The descriptor calculation function reads an RDF file with reactions where the CATALYST_SMILES field contains the catalyst smiles. The SELECTIVITY field stores the experimental value of the selectivity (ΔΔG) in the reaction. The ID field contains a unique reaction index.

In [None]:
import os
from miqssr.utils import calc_descriptors

input_fname = os.path.join('data', 'input_data.rdf')
nconfs = 50 # max number of conformers to generate
energy = 10 # energy window
ncpu = 20 # number of cpus
path = './descriptors' # where to store the calculated descriptors

out_fname = calc_descriptors(input_fname=input_fname, nconfs=nconfs, energy=energy, ncpu=ncpu, path=path)

# Model training
The descriptors file contains columns: *react_id* (reaction index), *mol_title* (reaction name), *act* - selectivity of reaction.

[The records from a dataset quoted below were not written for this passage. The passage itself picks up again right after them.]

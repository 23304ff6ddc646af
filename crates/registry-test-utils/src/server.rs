//! In-memory registry server
//!
//! Implements [`Transport`] by routing requests against in-memory tables, so
//! services and controllers can be exercised without a network. Every request
//! is recorded; failures can be injected per method and path.

use async_trait::async_trait;
use parking_lot::Mutex;
use registry_client::{ApiRequest, ApiResponse, Method, RegistryError, RegistryResult, Transport};
use registry_model::{
    Group, GroupId, GroupRef, Mark, MarkId, NewGroup, NewMark, NewStudent, NewSubject, Student,
    StudentId, StudentSubjectLink, StudentWithSubjects, Subject, SubjectId, SubjectWithStudents,
};
use serde::de::DeserializeOwned;
use serde::Serialize;
use serde_json::{json, Value};
use std::collections::{BTreeMap, BTreeSet};
use std::sync::atomic::{AtomicUsize, Ordering};
use std::time::Duration;

/// A request as seen by the server
#[derive(Debug, Clone, PartialEq)]
pub struct RecordedCall {
    pub method: Method,
    pub path: String,
    pub query: Vec<(String, String)>,
    pub body: Option<Value>,
}

/// Injected failure
#[derive(Debug, Clone, PartialEq)]
pub enum Failure {
    /// No response at all
    Transport,
    /// Response with a status and optional `message`
    Status(u16, Option<String>),
}

#[derive(Debug, Clone)]
struct FailureRule {
    method: Method,
    path: String,
    failure: Failure,
    remaining: Option<usize>,
}

#[derive(Debug, Default)]
struct Tables {
    groups: BTreeMap<GroupId, Group>,
    students: BTreeMap<StudentId, Student>,
    subjects: BTreeMap<SubjectId, Subject>,
    marks: BTreeMap<MarkId, Mark>,
    links: BTreeSet<StudentSubjectLink>,
    next_id: i64,
}
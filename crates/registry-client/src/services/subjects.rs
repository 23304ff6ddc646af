//! `/subjects` endpoints

use crate::api::{to_body, ApiClient};
use crate::error::RegistryResult;
use crate::transport::ApiRequest;
use registry_model::{NewSubject, Subject, SubjectId};

const SUBJECTS: &str = "subjects";

/// Subject endpoints
#[derive(Debug, Clone)]
pub struct SubjectService {
    api: ApiClient,
}

impl SubjectService {
    /// Create service
    #[inline]
    #[must_use]
    pub fn new(api: ApiClient) -> Self {
        Self { api }
    }

    /// `GET /subjects`
    pub async fn list(&self) -> RegistryResult<Vec<Subject>> {
        self.api.fetch(ApiRequest::get([SUBJECTS])).await
    }

    /// `GET /subjects/{id}`
    pub async fn get(&self, id: SubjectId) -> RegistryResult<Subject> {
        self.api
            .fetch(ApiRequest::get([SUBJECTS.to_string(), id.to_string()]))
            .await
    }

    /// `GET /subjects/name/{name}`
    pub async fn by_name(&self, name: &str) -> RegistryResult<Subject> {
        self.api.fetch(ApiRequest::get([SUBJECTS, "name", name])).await
    }

    /// `POST /subjects`
    pub async fn create(&self, subject: &NewSubject) -> RegistryResult<Subject> {
        let request = ApiRequest::post([SUBJECTS]).with_json(to_body(subject)?);
        self.api.fetch(request).await
    }

    /// `POST /subjects/bulk`
    pub async fn create_bulk(&self, subjects: &[NewSubject]) -> RegistryResult<Vec<Subject>> {
        let request = ApiRequest::post([SUBJECTS, "bulk"]).with_json(to_body(&subjects)?);
        self.api.fetch(request).await
    }

    /// `DELETE /subjects/{id}`
    pub async fn delete(&self, id: SubjectId) -> RegistryResult<()> {
        self.api
            .send(ApiRequest::delete([SUBJECTS.to_string(), id.to_string()]))
            .await
    }

    /// `DELETE /subjects/name/{name}`
    pub async fn delete_by_name(&self, name: &str) -> RegistryResult<()> {
        self.api.send(ApiRequest::delete([SUBJECTS, "name", name])).await
    }
}
//! Groups and subjects pages

use pretty_assertions::assert_eq;
use registry_client::Method;
use registry_model::{GroupId, SubjectId};
use registry_pages::{GroupsPage, Severity, SubjectsPage};
use registry_test_utils::{client_for, seeded_registry, Failure, ANN, GROUP_A, VERA};
use serde_json::json;

#[tokio::test]
async fn group_created_from_member_list() {
    let registry = seeded_registry();
    let mut page = GroupsPage::new(client_for(&registry));
    page.load().await;

    let group = page.create("ИВТ-12", "12, ,10").await.unwrap();

    let call = registry
        .calls()
        .into_iter()
        .find(|c| c.method == Method::Post)
        .unwrap();
    assert_eq!(call.body, Some(json!({ "name": "ИВТ-12", "studentIds": [12, 10] })));
    assert_eq!(page.groups().len(), 3);
    let vera = registry.students().into_iter().find(|s| s.id == VERA).unwrap();
    assert_eq!(vera.group_id(), Some(group.id));
    assert_eq!(page.notices().latest().unwrap().message, "Группа успешно создана");
}

#[tokio::test]
async fn invalid_member_list_is_rejected_locally() {
    let registry = seeded_registry();
    let mut page = GroupsPage::new(client_for(&registry));

    assert!(page.create("ИВТ-12", "1, два").await.is_none());
    assert!(page.create(" ", "").await.is_none());
    assert_eq!(registry.count(Method::Post, "/groups"), 0);
    assert_eq!(page.notices().active().len(), 2);
}

#[tokio::test]
async fn server_rejection_message_is_shown() {
    let registry = seeded_registry();
    registry.fail(
        Method::Post,
        "/groups",
        Failure::Status(400, Some("Группа уже существует".to_string())),
    );
    let mut page = GroupsPage::new(client_for(&registry));

    assert!(page.create("ИВТ-11", "").await.is_none());
    assert_eq!(page.notices().latest().unwrap().message, "Группа уже существует");
}

#[tokio::test]
async fn search_ignores_case() {
    let registry = seeded_registry();
    let mut page = GroupsPage::new(client_for(&registry));
    page.load().await;

    page.set_search("ивт-1");
    let names: Vec<&str> = page.visible().iter().map(|g| g.name.as_str()).collect();
    assert_eq!(names, vec!["ИВТ-11"]);

    page.set_search("");
    assert_eq!(page.visible().len(), 2);
}

#[tokio::test]
async fn view_and_delete_group() {
    let registry = seeded_registry();
    let mut page = GroupsPage::new(client_for(&registry));
    page.load().await;

    assert_eq!(page.view(GROUP_A).await.map(|g| g.name.clone()), Some("ИВТ-11".to_string()));
    assert!(page.delete(GROUP_A).await);
    assert!(page.selected().is_none());
    assert!(registry
        .students()
        .into_iter()
        .find(|s| s.id == ANN)
        .unwrap()
        .group
        .is_none());

    assert!(page.view(GroupId::new(404)).await.is_none());
    assert_eq!(page.notices().latest().unwrap().severity, Severity::Error);
}

#[tokio::test]
async fn subject_lifecycle() {
    let registry = seeded_registry();
    let mut page = SubjectsPage::new(client_for(&registry));
    page.load().await;

    assert!(page.create("   ").await.is_none());
    assert_eq!(page.notices().latest().unwrap().message, "Введите название предмета");

    let id = page.create("Химия").await.map(|s| s.id).unwrap();
    assert_eq!(page.find_by_name("Химия").unwrap().id, id);
    assert!(page.find_by_name("химия").is_err());

    assert!(page.delete(id).await);
    assert_eq!(page.subjects().len(), 3);

    registry.fail_once(Method::Delete, "/subjects/20", Failure::Transport);
    assert!(!page.delete(SubjectId::new(20)).await);
    assert_eq!(page.subjects().len(), 3);
    assert_eq!(page.notices().latest().unwrap().message, "Ошибка при удалении предмета");
}
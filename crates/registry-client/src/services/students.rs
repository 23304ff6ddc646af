//! `/students` endpoints

use crate::api::{to_body, ApiClient};
use crate::error::RegistryResult;
use crate::transport::ApiRequest;
use registry_model::{GroupId, NewStudent, Student, StudentId, StudentUpdate};

const STUDENTS: &str = "students";

/// Student endpoints
#[derive(Debug, Clone)]
pub struct StudentService {
    api: ApiClient,
}

impl StudentService {
    /// Create service
    #[inline]
    #[must_use]
    pub fn new(api: ApiClient) -> Self {
        Self { api }
    }

    /// `GET /students`
    pub async fn list(&self) -> RegistryResult<Vec<Student>> {
        self.api.fetch(ApiRequest::get([STUDENTS])).await
    }

    /// `GET /students/{id}`
    pub async fn get(&self, id: StudentId) -> RegistryResult<Student> {
        self.api
            .fetch(ApiRequest::get([STUDENTS.to_string(), id.to_string()]))
            .await
    }

    /// `GET /students/group/{groupId}`
    pub async fn by_group(&self, group: GroupId) -> RegistryResult<Vec<Student>> {
        self.api
            .fetch(ApiRequest::get([STUDENTS.to_string(), "group".to_string(), group.to_string()]))
            .await
    }

    /// `POST /students`
    pub async fn create(&self, student: &NewStudent) -> RegistryResult<Student> {
        let request = ApiRequest::post([STUDENTS]).with_json(to_body(student)?);
        self.api.fetch(request).await
    }

    /// `POST /students/bulk`
    pub async fn create_bulk(&self, students: &[NewStudent]) -> RegistryResult<Vec<Student>> {
        let request = ApiRequest::post([STUDENTS, "bulk"]).with_json(to_body(&students)?);
        self.api.fetch(request).await
    }

    /// `PUT /students/{id}?name=..&age=..`
    pub async fn update(&self, id: StudentId, update: &StudentUpdate) -> RegistryResult<Student> {
        let request = ApiRequest::put([STUDENTS.to_string(), id.to_string()])
            .with_query_pairs(update.to_query());
        self.api.fetch(request).await
    }

    /// `DELETE /students/{id}`
    pub async fn delete(&self, id: StudentId) -> RegistryResult<()> {
        self.api
            .send(ApiRequest::delete([STUDENTS.to_string(), id.to_string()]))
            .await
    }
}
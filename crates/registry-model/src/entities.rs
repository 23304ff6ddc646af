//! Registry entities as returned by the REST API
//!
//! Persistence is server-side; these are decoded views. Field names follow
//! the API's camelCase wire format.

use crate::band::MarkBand;
use crate::ids::{GroupId, MarkId, StudentId, SubjectId};
use serde::{Deserialize, Serialize};

/// Status assigned to groups that do not report one
pub const DEFAULT_GROUP_STATUS: &str = "active";

/// Status string the API uses for archived groups
pub const ARCHIVED_GROUP_STATUS: &str = "archived";

fn default_group_status() -> String {
    DEFAULT_GROUP_STATUS.to_string()
}

/// A student record
#[derive(Debug, Clone, PartialEq, Eq, Serialize, Deserialize)]
#[serde(rename_all = "camelCase")]
pub struct Student {
    /// Server-assigned id
    pub id: StudentId,
    /// Display name
    #[serde(default)]
    pub name: String,
    /// Age in years
    #[serde(default)]
    pub age: i32,
    /// Group membership; `None` is a valid "no group" state
    #[serde(default)]
    pub group: Option<GroupRef>,
    /// Marks embedded in the record, empty when the API omits them
    #[serde(default, skip_serializing_if = "Vec::is_empty")]
    pub marks: Vec<Mark>,
}

impl Student {
    /// Create a student without group or marks
    #[must_use]
    pub fn new(id: StudentId, name: impl Into<String>, age: i32) -> Self {
        Self {
            id,
            name: name.into(),
            age,
            group: None,
            marks: Vec::new(),
        }
    }

    /// With group membership
    #[must_use]
    pub fn with_group(mut self, group: GroupRef) -> Self {
        self.group = Some(group);
        self
    }

    /// Id of the student's group, if any
    #[inline]
    #[must_use]
    pub fn group_id(&self) -> Option<GroupId> {
        self.group.as_ref().map(|g| g.id)
    }
}

/// Reference from a student to its group
#[derive(Debug, Clone, PartialEq, Eq, Serialize, Deserialize)]
pub struct GroupRef {
    /// Group id
    pub id: GroupId,
    /// Group name, when the API embeds it
    #[serde(default, skip_serializing_if = "Option::is_none")]
    pub name: Option<String>,
}

impl GroupRef {
    /// Reference by id only
    #[inline]
    #[must_use]
    pub fn id(id: GroupId) -> Self {
        Self { id, name: None }
    }
}

/// A study group
#[derive(Debug, Clone, PartialEq, Eq, Serialize, Deserialize)]
pub struct Group {
    /// Server-assigned id
    pub id: GroupId,
    /// Group name
    #[serde(default)]
    pub name: String,
    /// Lifecycle status, `"active"` when absent
    #[serde(default = "default_group_status")]
    pub status: String,
}

impl Group {
    /// Create an active group
    #[must_use]
    pub fn new(id: GroupId, name: impl Into<String>) -> Self {
        Self {
            id,
            name: name.into(),
            status: default_group_status(),
        }
    }

    /// Whether the group is archived
    #[inline]
    #[must_use]
    pub fn is_archived(&self) -> bool {
        self.status.eq_ignore_ascii_case(ARCHIVED_GROUP_STATUS)
    }
}

/// A subject
#[derive(Debug, Clone, PartialEq, Eq, Serialize, Deserialize)]
pub struct Subject {
    /// Server-assigned id
    pub id: SubjectId,
    /// Subject name, also usable as a natural key
    #[serde(default)]
    pub name: String,
}

impl Subject {
    /// Create a subject
    #[must_use]
    pub fn new(id: SubjectId, name: impl Into<String>) -> Self {
        Self {
            id,
            name: name.into(),
        }
    }
}

/// A mark given to a student for a subject
#[derive(Debug, Clone, Copy, PartialEq, Eq, Serialize, Deserialize)]
#[serde(rename_all = "camelCase")]
pub struct Mark {
    /// Server-assigned id
    pub id: MarkId,
    /// Graded student
    pub student_id: StudentId,
    /// Graded subject
    pub subject_id: SubjectId,
    /// Mark value, 0..=100 expected but not enforced
    pub value: i32,
}

impl Mark {
    /// Create a mark
    #[inline]
    #[must_use]
    pub fn new(id: MarkId, student_id: StudentId, subject_id: SubjectId, value: i32) -> Self {
        Self {
            id,
            student_id,
            subject_id,
            value,
        }
    }

    /// Severity band of the value
    #[inline]
    #[must_use]
    pub fn band(&self) -> MarkBand {
        MarkBand::classify(self.value)
    }
}

/// Enrollment of a student in a subject
#[derive(Debug, Clone, Copy, PartialEq, Eq, Hash, PartialOrd, Ord, Serialize, Deserialize)]
#[serde(rename_all = "camelCase")]
pub struct StudentSubjectLink {
    /// Enrolled student
    pub student_id: StudentId,
    /// Subject enrolled in
    pub subject_id: SubjectId,
}

impl StudentSubjectLink {
    /// Create a link
    #[inline]
    #[must_use]
    pub fn new(student_id: StudentId, subject_id: SubjectId) -> Self {
        Self {
            student_id,
            subject_id,
        }
    }
}

/// A student together with the subjects it is linked to
#[derive(Debug, Clone, PartialEq, Eq, Serialize, Deserialize)]
pub struct StudentWithSubjects {
    /// Student id
    pub id: StudentId,
    /// Student name
    #[serde(default)]
    pub name: String,
    /// Linked subjects
    #[serde(default)]
    pub subjects: Vec<Subject>,
}

/// A subject together with the students linked to it
#[derive(Debug, Clone, PartialEq, Eq, Serialize, Deserialize)]
pub struct SubjectWithStudents {
    /// Subject id
    pub id: SubjectId,
    /// Subject name
    #[serde(default)]
    pub name: String,
    /// Linked students
    #[serde(default)]
    pub students: Vec<Student>,
}
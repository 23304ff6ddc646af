//! Seed data shared by tests

use crate::server::FakeRegistry;
use registry_client::RegistryClient;
use registry_model::{
    Group, GroupId, GroupRef, Mark, MarkId, Student, StudentId, Subject, SubjectId,
};
use std::sync::Arc;

pub const GROUP_A: GroupId = GroupId::new(1);
pub const GROUP_B: GroupId = GroupId::new(2);
pub const ANN: StudentId = StudentId::new(10);
pub const BORIS: StudentId = StudentId::new(11);
pub const VERA: StudentId = StudentId::new(12);
pub const MATH: SubjectId = SubjectId::new(20);
pub const PHYSICS: SubjectId = SubjectId::new(21);
pub const HISTORY: SubjectId = SubjectId::new(22);

/// Registry with two groups, three students, three subjects, four marks and
/// two links
#[must_use]
pub fn seeded_registry() -> Arc<FakeRegistry> {
    let registry = FakeRegistry::new();

    registry.insert_group(Group::new(GROUP_A, "ИВТ-11"));
    let mut archived = Group::new(GROUP_B, "ИВТ-09");
    archived.status = registry_model::ARCHIVED_GROUP_STATUS.to_string();
    registry.insert_group(archived);

    registry.insert_student(Student::new(ANN, "Ann", 20).with_group(GroupRef {
        id: GROUP_A,
        name: Some("ИВТ-11".to_string()),
    }));
    registry.insert_student(Student::new(BORIS, "Boris", 21).with_group(GroupRef::id(GROUP_A)));
    registry.insert_student(Student::new(VERA, "Vera", 19));

    registry.insert_subject(Subject::new(MATH, "Математика"));
    registry.insert_subject(Subject::new(PHYSICS, "Физика"));
    registry.insert_subject(Subject::new(HISTORY, "История"));

    registry.insert_mark(Mark::new(MarkId::new(30), ANN, MATH, 95));
    registry.insert_mark(Mark::new(MarkId::new(31), ANN, PHYSICS, 72));
    registry.insert_mark(Mark::new(MarkId::new(32), BORIS, MATH, 55));
    registry.insert_mark(Mark::new(MarkId::new(33), VERA, HISTORY, 40));

    registry.insert_link(ANN, MATH);
    registry.insert_link(ANN, PHYSICS);

    Arc::new(registry)
}

/// Client talking to an in-memory registry
#[must_use]
pub fn client_for(registry: &Arc<FakeRegistry>) -> RegistryClient {
    RegistryClient::with_transport(registry.clone())
}
//! Canonical entity identifiers
//!
//! The registry API is loose about id types: the same id may arrive as `7`
//! or as `"7"`. Every id is normalized here into a typed `i64` newtype so that
//! maps keyed by ids never miss because of a representation mismatch.
//!
//! - Deserialization accepts a JSON number or a numeric string.
//! - Serialization always emits a JSON number.
//! - The string form only appears in URLs and display labels.

use serde::de::{self, Deserializer};
use serde::{Deserialize, Serialize, Serializer};
use std::fmt;
use std::hash::Hash;
use std::str::FromStr;

/// Entity kinds known to the registry
#[derive(Debug, Clone, Copy, PartialEq, Eq, Hash)]
pub enum EntityKind {
    /// A student
    Student,
    /// A study group
    Group,
    /// A subject
    Subject,
    /// A mark (grade)
    Mark,
}

impl EntityKind {
    /// Localized display label for the kind
    #[inline]
    #[must_use]
    pub const fn label(self) -> &'static str {
        match self {
            Self::Student => "Студент",
            Self::Group => "Группа",
            Self::Subject => "Предмет",
            Self::Mark => "Оценка",
        }
    }

    /// Fallback label used when an entity cannot be resolved
    #[must_use]
    pub fn placeholder(self, id: impl fmt::Display) -> String {
        format!("{} #{}", self.label(), id)
    }
}

impl fmt::Display for EntityKind {
    fn fmt(&self, f: &mut fmt::Formatter<'_>) -> fmt::Result {
        let name = match self {
            Self::Student => "student",
            Self::Group => "group",
            Self::Subject => "subject",
            Self::Mark => "mark",
        };
        f.write_str(name)
    }
}

/// Error parsing an id from text
#[derive(Debug, Clone, PartialEq, Eq, thiserror::Error)]
#[error("invalid {kind} id: '{input}'")]
pub struct IdParseError {
    /// Kind of id being parsed
    pub kind: EntityKind,
    /// Offending input
    pub input: String,
}

/// Behaviour shared by all typed ids
///
/// Lets the cross-reference caches stay generic over the entity they index.
pub trait EntityId:
    Copy + Eq + Hash + Ord + fmt::Debug + fmt::Display + Send + Sync + 'static
{
    /// Kind of entity this id refers to
    const KIND: EntityKind;

    /// Raw numeric value
    fn raw(self) -> i64;

    /// Placeholder label for an unresolved reference
    fn placeholder(self) -> String {
        Self::KIND.placeholder(self.raw())
    }
}

#[derive(Deserialize)]
#[serde(untagged)]
enum RawId {
    Number(i64),
    Text(String),
}

macro_rules! define_id {
    ($(#[$meta:meta])* $name:ident => $kind:expr) => {
        $(#[$meta])*
        #[derive(Debug, Clone, Copy, PartialEq, Eq, PartialOrd, Ord, Hash, Default)]
        pub struct $name(pub i64);

        impl $name {
            /// Wrap a raw numeric id
            #[inline]
            #[must_use]
            pub const fn new(raw: i64) -> Self {
                Self(raw)
            }

            /// Raw numeric value
            #[inline]
            #[must_use]
            pub const fn get(self) -> i64 {
                self.0
            }
        }

        impl EntityId for $name {
            const KIND: EntityKind = $kind;

            #[inline]
            fn raw(self) -> i64 {
                self.0
            }
        }

        impl From<i64> for $name {
            fn from(raw: i64) -> Self {
                Self(raw)
            }
        }

        impl fmt::Display for $name {
            fn fmt(&self, f: &mut fmt::Formatter<'_>) -> fmt::Result {
                write!(f, "{}", self.0)
            }
        }

        impl FromStr for $name {
            type Err = IdParseError;

            fn from_str(s: &str) -> Result<Self, Self::Err> {
                s.trim().parse::<i64>().map(Self).map_err(|_| IdParseError {
                    kind: $kind,
                    input: s.to_string(),
                })
            }
        }

        impl Serialize for $name {
            fn serialize<S: Serializer>(&self, serializer: S) -> Result<S::Ok, S::Error> {
                serializer.serialize_i64(self.0)
            }
        }

        impl<'de> Deserialize<'de> for $name {
            fn deserialize<D: Deserializer<'de>>(deserializer: D) -> Result<Self, D::Error> {
                match RawId::deserialize(deserializer)? {
                    RawId::Number(n) => Ok(Self(n)),
                    RawId::Text(s) => s.parse().map_err(de::Error::custom),
                }
            }
        }
    };
}

define_id!(
    /// Server-assigned student id
    StudentId => EntityKind::Student
);
define_id!(
    /// Server-assigned group id
    GroupId => EntityKind::Group
);
define_id!(
    /// Server-assigned subject id
    SubjectId => EntityKind::Subject
);
define_id!(
    /// Server-assigned mark id
    MarkId => EntityKind::Mark
);
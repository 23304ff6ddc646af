//! `registry` command-line front end
//!
//! Loads configuration (file, then environment, then flags), builds the page
//! controllers over HTTP and runs one subcommand. Rows go to stdout;
//! notifications and logs go to stderr. Exits non-zero when any error
//! notification was raised.

mod cli;
mod commands;
mod logging;

use anyhow::{Context, Result};
use clap::ArgMatches;
use registry_client::ClientConfig;
use registry_pages::{App, Severity};
use std::process::ExitCode;

fn load_config(matches: &ArgMatches) -> Result<ClientConfig> {
    let config = match matches.get_one::<String>("config") {
        Some(path) => ClientConfig::load(path)
            .with_context(|| format!("failed to load configuration from {path}"))?,
        None => ClientConfig::default(),
    };
    let mut config = config
        .with_env_overrides()
        .context("invalid environment override")?;
    if let Some(base_url) = matches.get_one::<String>("base-url") {
        config = config.with_base_url(base_url.as_str());
    }
    config.validate().context("invalid configuration")?;
    Ok(config)
}

#[tokio::main]
async fn main() -> Result<ExitCode> {
    let matches = cli::build().get_matches();
    logging::init(matches.get_flag("json-logs"));

    let config = load_config(&matches)?;
    tracing::info!(base_url = %config.base_url, "using registry");

    let mut app = App::from_config(&config).context("failed to build HTTP client")?;
    let mut stdout = std::io::stdout().lock();
    commands::run(&mut app, &matches, &mut stdout).await?;

    let mut failed = false;
    for notice in commands::drain_notices(&mut app) {
        failed |= notice.severity == Severity::Error;
        eprintln!("[{}] {}", notice.severity, notice.message);
    }
    Ok(if failed {
        ExitCode::FAILURE
    } else {
        ExitCode::SUCCESS
    })
}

One should to implement a function to create a n × m × k list of bags (n - number of reactions, m - bag size (number of conformers generated), k - number of descriptors).

In [2]:
import numpy as np
import pandas as pd

def load_data(fname):
    #data = pd.read_csv(fname, index_col='react_id').sort_index()
    data = pd.read_csv(fname, index_col='mol_id').sort_index()
    bags, labels, idx = [], [], []
    for i in data.index.unique():
        bag = data.loc[i:i].drop(['mol_title', 'act'], axis=1).values
        label = float(data.loc[i:i]['act'].unique()[0])

        bags.append(bag)
        labels.append(label)
        idx.append(i)

    return np.array(bags), np.array(labels), idx


dsc_fname = os.path.join('descriptors', 'PhFprPmapper_concat-data_50.csv') # descriptors file
bags, labels, idx = load_data(dsc_fname)
print(f'There are {len(bags)} reactions encoded with {bags[0].shape[1]} descriptors')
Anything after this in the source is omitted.